Oysa Kuran’ın hükümleri indirildiği günden itibaren tüm zamanlar ve tüm insanlar için geçerlidir ve bu hükümlerin geçerliliği kıyamete kadar devam edecektir. Kuran, insanlara öğüt verilen ve sonsuz yaşamları için onların uyarıldığı ve doğru yolun gösterildiği bir zikirdir. Allah’ın Kuran’da, “Ve şüphesiz o (Kuran), senin ve kavmin için gerçekten bir zikirdir. Siz (ondan) sorulacaksınız” (Zuhruf Suresi, 44) ayetinde bildirdiği gibi insanlar ahirette Kuran’da yazılı olanlardan sorguya çekileceklerdir.

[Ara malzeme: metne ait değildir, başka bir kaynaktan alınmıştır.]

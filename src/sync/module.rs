use std::{sync::Arc, time::Duration};

use anyhow::Result;
use tokio::{
    sync::{mpsc, Mutex},
    task::JoinHandle,
};
use tokio_util::sync::CancellationToken;
use tracing::{error, info, trace, warn};

use crate::{store::KeyValueStore, tracker::Tracker, utils::clock::Clock};

use super::SyncOutcome;

pub type SharedTracker<S> = Arc<Mutex<Tracker<S>>>;

/// Periodically runs [Tracker::sync]. Changes other than [SyncOutcome::Unchanged] are forwarded
/// to `reports` when one is given.
pub struct SyncModule<S> {
    tracker: SharedTracker<S>,
    reports: Option<mpsc::Sender<SyncOutcome>>,
    shutdown: CancellationToken,
    interval: Duration,
    time_provider: Arc<dyn Clock>,
}

impl<S: KeyValueStore + 'static> SyncModule<S> {
    pub fn new(
        tracker: SharedTracker<S>,
        shutdown: CancellationToken,
        interval: Duration,
        time_provider: Arc<dyn Clock>,
    ) -> Self {
        Self {
            tracker,
            reports: None,
            shutdown,
            interval,
            time_provider,
        }
    }

    pub fn with_reports(self, reports: mpsc::Sender<SyncOutcome>) -> Self {
        Self {
            reports: Some(reports),
            ..self
        }
    }

    /// Executes the monitor loop until `shutdown` is cancelled. The first check happens one
    /// interval after the start, loading is [Tracker::open]'s job.
    pub async fn run(mut self) -> Result<()> {
        let mut tick_point = self.time_provider.instant();
        loop {
            tick_point += self.interval;

            tokio::select! {
                _ = self.shutdown.cancelled() => {
                    return Ok(())
                }
                _ = self.time_provider.sleep_until(tick_point) => ()
            }

            // Lock is held for the whole read-compare-replace so local commands can't interleave.
            let outcome = self.tracker.lock().await.sync().await;
            match outcome {
                Ok(SyncOutcome::Unchanged) => trace!("Store unchanged"),
                Ok(outcome) => {
                    info!("Sync finished with {outcome:?}");
                    self.report(outcome).await;
                }
                Err(e) => error!("Encountered an error during sync {e:?}"),
            }
        }
    }

    /// Runs the loop on the current runtime.
    pub fn spawn(self) -> MonitorHandle {
        let shutdown = self.shutdown.clone();
        let task = tokio::spawn(self.run());
        MonitorHandle { shutdown, task }
    }

    async fn report(&mut self, outcome: SyncOutcome) {
        let Some(reports) = self.reports.as_ref() else {
            return;
        };
        if reports.send(outcome).await.is_err() {
            warn!("Nobody listens to sync reports anymore");
            self.reports = None;
        }
    }
}

/// Start/stop handle for a spawned [SyncModule].
pub struct MonitorHandle {
    shutdown: CancellationToken,
    task: JoinHandle<Result<()>>,
}

impl MonitorHandle {
    pub fn is_finished(&self) -> bool {
        self.task.is_finished()
    }

    /// Cancels the loop and waits for it to exit.
    pub async fn stop(self) -> Result<()> {
        self.shutdown.cancel();
        self.task.await?
    }
}
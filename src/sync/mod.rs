//! Keeps an instance consistent with a store other instances write to.
//!
//! The protocol is deliberately coarse: every tick reads the stored snapshot and compares it with
//! the last snapshot this instance wrote or loaded. Any difference replaces the whole in-memory
//! list. Local changes that weren't persisted yet are lost in that case.

pub mod module;

use std::{sync::Arc, time::Duration};

use tracing::{debug, info, instrument};

use crate::{
    store::{KeyValueStore, StoreError},
    tracking::{
        codec::{decode_list, encode_list, RejectedEntry},
        list::ProjectList,
    },
    utils::clock::Clock,
};

/// Key the whole project list is stored under.
pub const PROJECTS_KEY: &str = "projects";

pub const DEFAULT_SYNC_INTERVAL: Duration = Duration::from_secs(10);

#[derive(Debug, Clone, PartialEq, Eq)]
pub enum SyncOutcome {
    /// The store holds exactly what this instance last wrote or loaded.
    Unchanged,
    /// Nothing is stored yet.
    Absent,
    /// The list was rebuilt from the stored snapshot.
    Replaced {
        projects: usize,
        rejected: Vec<RejectedEntry>,
    },
}

pub struct SyncMonitor<S> {
    store: S,
    key: String,
    last_written: Option<String>,
    clock: Arc<dyn Clock>,
}

impl<S: KeyValueStore> SyncMonitor<S> {
    pub fn new(store: S, clock: Arc<dyn Clock>) -> Self {
        Self {
            store,
            key: PROJECTS_KEY.into(),
            last_written: None,
            clock,
        }
    }

    pub fn with_key(self, key: impl Into<String>) -> Self {
        Self {
            key: key.into(),
            ..self
        }
    }

    /// Snapshot this instance last wrote or loaded.
    pub fn last_written(&self) -> Option<&str> {
        self.last_written.as_deref()
    }

    /// Initial read. An absent value leaves `list` empty.
    pub async fn load(&mut self, list: &mut ProjectList) -> Result<SyncOutcome, StoreError> {
        match self.store.read(&self.key).await? {
            Some(snapshot) => Ok(self.apply(snapshot, list)),
            None => {
                list.replace_all(Vec::new());
                self.last_written = None;
                Ok(SyncOutcome::Absent)
            }
        }
    }

    /// Writes the whole list and remembers it as the snapshot to compare against.
    pub async fn persist(&mut self, list: &ProjectList) -> Result<(), StoreError> {
        let snapshot = encode_list(list);
        self.store.write(&self.key, &snapshot).await?;
        debug!("Persisted {} projects", list.len());
        self.last_written = Some(snapshot);
        Ok(())
    }

    #[instrument(skip_all)]
    pub async fn tick(&mut self, list: &mut ProjectList) -> Result<SyncOutcome, StoreError> {
        let Some(snapshot) = self.store.read(&self.key).await? else {
            debug!("Nothing stored under {}", self.key);
            return Ok(SyncOutcome::Absent);
        };
        if self.last_written.as_deref() == Some(snapshot.as_str()) {
            return Ok(SyncOutcome::Unchanged);
        }
        info!("Store was changed by another instance, reloading");
        Ok(self.apply(snapshot, list))
    }

    fn apply(&mut self, snapshot: String, list: &mut ProjectList) -> SyncOutcome {
        let decoded = decode_list(&snapshot, &self.clock);
        let projects = decoded.projects.len();
        list.replace_all(decoded.projects);
        self.last_written = Some(snapshot);
        SyncOutcome::Replaced {
            projects,
            rejected: decoded.rejected,
        }
    }
}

Kuran, içerdiği üstün hikmet, geçmişten ve gelecekten verdiği gerçek bilgiler, gafleti yok edici, insanlardaki alışkanlık perdesini kaldıran üslubu ile benzersiz bir Kitap’tır. Ve Kuran’ın bu etkisi vahyedildiği günden kıyamete kadar yaratılmış ve yaratılacak olan tüm insanlar için geçerlidir. (www.pismanolmadanonce.com)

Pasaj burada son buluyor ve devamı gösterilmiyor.